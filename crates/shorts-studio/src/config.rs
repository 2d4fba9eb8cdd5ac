//! Studio configuration.

use std::time::Duration;

use shorts_client::ClientConfig;
use shorts_models::ImageOptions;

/// Upper bound on prompts per session.
pub const MAX_PROMPT_COUNT: usize = 20;

/// Studio configuration.
#[derive(Debug, Clone)]
pub struct StudioConfig {
    /// Service endpoints, timeouts and retrieval polling
    pub client: ClientConfig,
    /// Style, performance and aspect ratio sent with every image request
    pub image_options: ImageOptions,
    /// Use the offline demo backend
    pub demo_mode: bool,
    /// Simulated latency of the demo backend
    pub demo_delay: Duration,
    /// Prompts requested per idea
    pub prompt_count: usize,
    /// Buffered events per subscriber before lagging
    pub event_capacity: usize,
}

impl Default for StudioConfig {
    fn default() -> Self {
        Self {
            client: ClientConfig::default(),
            image_options: ImageOptions::default(),
            demo_mode: false,
            demo_delay: Duration::from_millis(1500),
            prompt_count: 5,
            event_capacity: 64,
        }
    }
}

impl StudioConfig {
    /// Create config from environment variables.
    pub fn from_env() -> Self {
        let defaults = ImageOptions::default();
        Self {
            client: ClientConfig::from_env(),
            image_options: ImageOptions {
                style: std::env::var("IMAGE_STYLE").unwrap_or(defaults.style),
                performance: std::env::var("IMAGE_PERFORMANCE").unwrap_or(defaults.performance),
                aspect_ratio: std::env::var("IMAGE_ASPECT_RATIO").unwrap_or(defaults.aspect_ratio),
            },
            demo_mode: std::env::var("DEMO_MODE")
                .map(|v| matches!(v.to_lowercase().as_str(), "1" | "true" | "yes"))
                .unwrap_or(false),
            demo_delay: Duration::from_millis(
                std::env::var("DEMO_DELAY_MS")
                    .ok()
                    .and_then(|s| s.parse().ok())
                    .unwrap_or(1500),
            ),
            prompt_count: std::env::var("PROMPT_COUNT")
                .ok()
                .and_then(|s| s.parse().ok())
                .unwrap_or(5),
            event_capacity: std::env::var("EVENT_CAPACITY")
                .ok()
                .and_then(|s| s.parse::<usize>().ok())
                .unwrap_or(64)
                .max(1),
        }
    }

    /// Offline configuration with the given simulated latency.
    pub fn demo(delay: Duration) -> Self {
        Self {
            demo_mode: true,
            demo_delay: delay,
            ..Self::default()
        }
    }

    /// Validate configuration.
    pub fn validate(&self) -> Result<(), String> {
        if self.prompt_count == 0 || self.prompt_count > MAX_PROMPT_COUNT {
            return Err(format!(
                "prompt_count must be between 1 and {}",
                MAX_PROMPT_COUNT
            ));
        }
        if self.image_options.aspect_ratio.split('*').count() != 2 {
            return Err("image aspect ratio must look like WIDTH*HEIGHT".to_string());
        }
        if !self.demo_mode {
            self.client.endpoints.validate().map_err(|e| e.to_string())?;
        }
        Ok(())
    }
}

#[cfg(test)]
mod tests {
    use super::*;
    use serial_test::serial;

    #[test]
    fn test_default_config_is_valid() {
        let config = StudioConfig::default();
        assert_eq!(config.prompt_count, 5);
        assert!(!config.demo_mode);
        assert!(config.validate().is_ok());
    }

    #[test]
    fn test_prompt_count_bounds() {
        let mut config = StudioConfig::default();
        config.prompt_count = 0;
        assert!(config.validate().is_err());
        config.prompt_count = MAX_PROMPT_COUNT + 1;
        assert!(config.validate().is_err());
    }

    #[test]
    fn test_bad_aspect_ratio() {
        let mut config = StudioConfig::demo(Duration::ZERO);
        config.image_options.aspect_ratio = "portrait".into();
        assert!(config.validate().is_err());
    }

    #[test]
    #[serial]
    fn test_from_env() {
        std::env::set_var("DEMO_MODE", "true");
        std::env::set_var("DEMO_DELAY_MS", "20");
        std::env::set_var("PROMPT_COUNT", "3");
        std::env::set_var("IMAGE_STYLE", "Fooocus Sharp");

        let config = StudioConfig::from_env();
        assert!(config.demo_mode);
        assert_eq!(config.demo_delay, Duration::from_millis(20));
        assert_eq!(config.prompt_count, 3);
        assert_eq!(config.image_options.style, "Fooocus Sharp");
        assert_eq!(config.image_options.performance, "Speed");

        std::env::remove_var("DEMO_MODE");
        std::env::remove_var("DEMO_DELAY_MS");
        std::env::remove_var("PROMPT_COUNT");
        std::env::remove_var("IMAGE_STYLE");
    }
}
//! Image stage: one concurrent request per prompt, each slot settling on
//! its own.

use futures::future::join_all;
use rand::seq::SliceRandom;
use serde::Serialize;
use shorts_models::wire::ImageRequest;
use shorts_models::{Asset, AssetFailure, AssetFailureKind, AssetState, FilenameBase, Stage};
use tracing::{debug, Instrument};

use crate::error::StudioResult;
use crate::metrics;
use crate::session::AssetJob;
use crate::studio::Studio;

/// How one image request ended.
#[derive(Debug, Clone, PartialEq, Serialize)]
pub struct AssetOutcome {
    pub slot: usize,
    pub filename_base: FilenameBase,
    pub state: AssetState,
    pub source_url: Option<String>,
    pub failure: Option<AssetFailure>,
    /// The answer arrived after the slot was restarted or cleared and was
    /// not applied
    pub superseded: bool,
}

impl AssetOutcome {
    fn applied(asset: Asset) -> Self {
        Self {
            slot: asset.slot,
            filename_base: asset.filename_base,
            state: asset.state,
            source_url: asset.source_url,
            failure: asset.failure,
            superseded: false,
        }
    }

    fn discarded(job: &AssetJob, result: Result<String, AssetFailure>) -> Self {
        let (state, source_url, failure) = match result {
            Ok(url) => (AssetState::Ready, Some(url), None),
            Err(f) => (AssetState::Failed, None, Some(f)),
        };
        Self {
            slot: job.ticket.slot,
            filename_base: job.filename_base.clone(),
            state,
            source_url,
            failure,
            superseded: true,
        }
    }

    pub fn is_ready(&self) -> bool {
        self.state == AssetState::Ready
    }
}

impl Studio {
    /// Request an image for every prompt and wait until all of them settle.
    ///
    /// Each slot gets a fresh filename base. A failing slot never affects
    /// its siblings.
    pub async fn generate_all(&self) -> StudioResult<Vec<AssetOutcome>> {
        let jobs = self
            .update(|s| s.begin_generate_all())
            .await
            .map_err(|e| self.fail(Stage::Assets, e))?;

        let logger = self.logger(Stage::Assets);
        logger.log_start(&format!("{} images", jobs.len()));

        let outcomes = join_all(jobs.into_iter().map(|job| self.run_asset(job))).await;

        let failed = outcomes.iter().filter(|o| !o.is_ready()).count();
        if failed > 0 {
            logger.log_warning(&format!("{} of {} images failed", failed, outcomes.len()));
        } else {
            logger.log_completion(&format!("{} images ready", outcomes.len()));
        }
        Ok(outcomes)
    }

    /// Retry one slot with the same filename base.
    pub async fn regenerate_one(&self, slot: usize) -> StudioResult<AssetOutcome> {
        let job = self
            .update(|s| s.begin_regenerate(slot))
            .await
            .map_err(|e| self.fail(Stage::Assets, e))?;

        self.logger(Stage::Assets)
            .log_start(&format!("retrying image {} as {}", slot + 1, job.filename_base));
        Ok(self.run_asset(job).await)
    }

    /// Set the display order. `order[i]` is the slot shown at position `i`.
    pub async fn reorder(&self, order: Vec<usize>) -> StudioResult<()> {
        self.update(|s| s.reorder(order))
            .await
            .map_err(|e| self.fail(Stage::Assets, e))
    }

    /// Arrange the images in a random order and return it.
    pub async fn shuffle(&self) -> StudioResult<Vec<usize>> {
        self.update(|s| {
            let mut order: Vec<usize> = (0..s.board().len()).collect();
            order.shuffle(&mut rand::rng());
            s.reorder(order.clone()).map(|_| order)
        })
        .await
        .map_err(|e| self.fail(Stage::Assets, e))
    }

    async fn run_asset(&self, job: AssetJob) -> AssetOutcome {
        let span = tracing::info_span!(
            "asset",
            session_id = %self.session_id(),
            slot = job.ticket.slot,
            save_name = %job.filename_base
        );
        async move {
            let request = ImageRequest::new(&job.prompt, &self.config.image_options, &job.filename_base);
            let result = match self.backend.request_image(&request).await {
                Err(e) => Err(AssetFailure::request(e.to_string())),
                Ok(()) => self
                    .backend
                    .retrieve_image(&request)
                    .await
                    .map_err(|e| AssetFailure::retrieval(e.to_string())),
            };

            match &result {
                Ok(_) => metrics::record_asset_outcome("ready"),
                Err(f) => {
                    metrics::record_asset_outcome(f.kind.as_str());
                    self.logger(Stage::Assets).log_warning(&format!(
                        "image {} failed ({}): {}",
                        job.ticket.slot + 1,
                        f.kind.as_str(),
                        f.message
                    ));
                }
            }

            match self.update(|s| s.settle_asset(job.ticket, result.clone())).await {
                Some(asset) => AssetOutcome::applied(asset),
                None => {
                    debug!(
                        batch = job.ticket.batch,
                        generation = job.ticket.generation,
                        "Discarding superseded image result"
                    );
                    metrics::record_stale_result(Stage::Assets);
                    AssetOutcome::discarded(&job, result)
                }
            }
        }
        .instrument(span)
        .await
    }
}

/// Count failures of each kind, for logs and summaries.
pub fn failure_counts(outcomes: &[AssetOutcome]) -> (usize, usize) {
    outcomes
        .iter()
        .filter(|o| !o.superseded)
        .filter_map(|o| o.failure.as_ref())
        .fold((0, 0), |(req, ret), f| match f.kind {
            AssetFailureKind::Request => (req + 1, ret),
            AssetFailureKind::Retrieval => (req, ret + 1),
        })
}
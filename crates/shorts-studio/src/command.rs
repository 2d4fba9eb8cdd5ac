//! User actions as data.
//!
//! The view translates clicks into `StudioCommand`s and hands them to
//! [`Studio::dispatch`]; state changes come back as events.

use serde::{Deserialize, Serialize};
use shorts_models::{Prompt, Video};

use crate::assets::AssetOutcome;
use crate::error::StudioResult;
use crate::studio::Studio;

/// One user action.
#[derive(Debug, Clone, PartialEq, Eq, Serialize, Deserialize)]
#[serde(tag = "command", rename_all = "snake_case")]
pub enum StudioCommand {
    /// Generate prompts and script; `count` defaults to the configured one
    GenerateContent {
        idea: String,
        #[serde(default)]
        count: Option<usize>,
    },
    RegeneratePrompt { index: usize },
    EditScript { text: String },
    SaveScript,
    GenerateAll,
    RegenerateAsset { slot: usize },
    Reorder { order: Vec<usize> },
    Shuffle,
    GenerateVoiceover,
    CreateVideo,
}

/// Result of a dispatched command.
#[derive(Debug, Clone, PartialEq, Serialize)]
#[serde(tag = "type", rename_all = "snake_case")]
pub enum CommandOutcome {
    Content { prompts: Vec<Prompt>, script: String },
    Prompt { index: usize, text: String },
    ScriptEdited { voiceover_reset: bool },
    ScriptSaved,
    Assets { outcomes: Vec<AssetOutcome> },
    Asset { outcome: AssetOutcome },
    Reordered { order: Vec<usize> },
    Voiceover { filename: String },
    Video { video: Video },
}

impl Studio {
    /// Run one command to completion.
    pub async fn dispatch(&self, command: StudioCommand) -> StudioResult<CommandOutcome> {
        let outcome = match command {
            StudioCommand::GenerateContent { idea, count } => {
                let count = count.unwrap_or(self.config.prompt_count);
                let content = self.generate_content(&idea, count).await?;
                CommandOutcome::Content {
                    prompts: content.prompts,
                    script: content.script,
                }
            }
            StudioCommand::RegeneratePrompt { index } => CommandOutcome::Prompt {
                index,
                text: self.regenerate_prompt(index).await?,
            },
            StudioCommand::EditScript { text } => CommandOutcome::ScriptEdited {
                voiceover_reset: self.edit_script(text).await,
            },
            StudioCommand::SaveScript => {
                self.save_script().await;
                CommandOutcome::ScriptSaved
            }
            StudioCommand::GenerateAll => CommandOutcome::Assets {
                outcomes: self.generate_all().await?,
            },
            StudioCommand::RegenerateAsset { slot } => CommandOutcome::Asset {
                outcome: self.regenerate_one(slot).await?,
            },
            StudioCommand::Reorder { order } => {
                self.reorder(order.clone()).await?;
                CommandOutcome::Reordered { order }
            }
            StudioCommand::Shuffle => CommandOutcome::Reordered {
                order: self.shuffle().await?,
            },
            StudioCommand::GenerateVoiceover => CommandOutcome::Voiceover {
                filename: self.generate_voiceover().await?,
            },
            StudioCommand::CreateVideo => CommandOutcome::Video {
                video: self.assemble().await?,
            },
        };
        Ok(outcome)
    }
}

_____

### Work request:
Search the entries for "them" and copy out each line that has it.

### Worked solution:
    /// Request an image for every prompt and wait until all of them settle.
//! The view translates clicks into `StudioCommand`s and hands them to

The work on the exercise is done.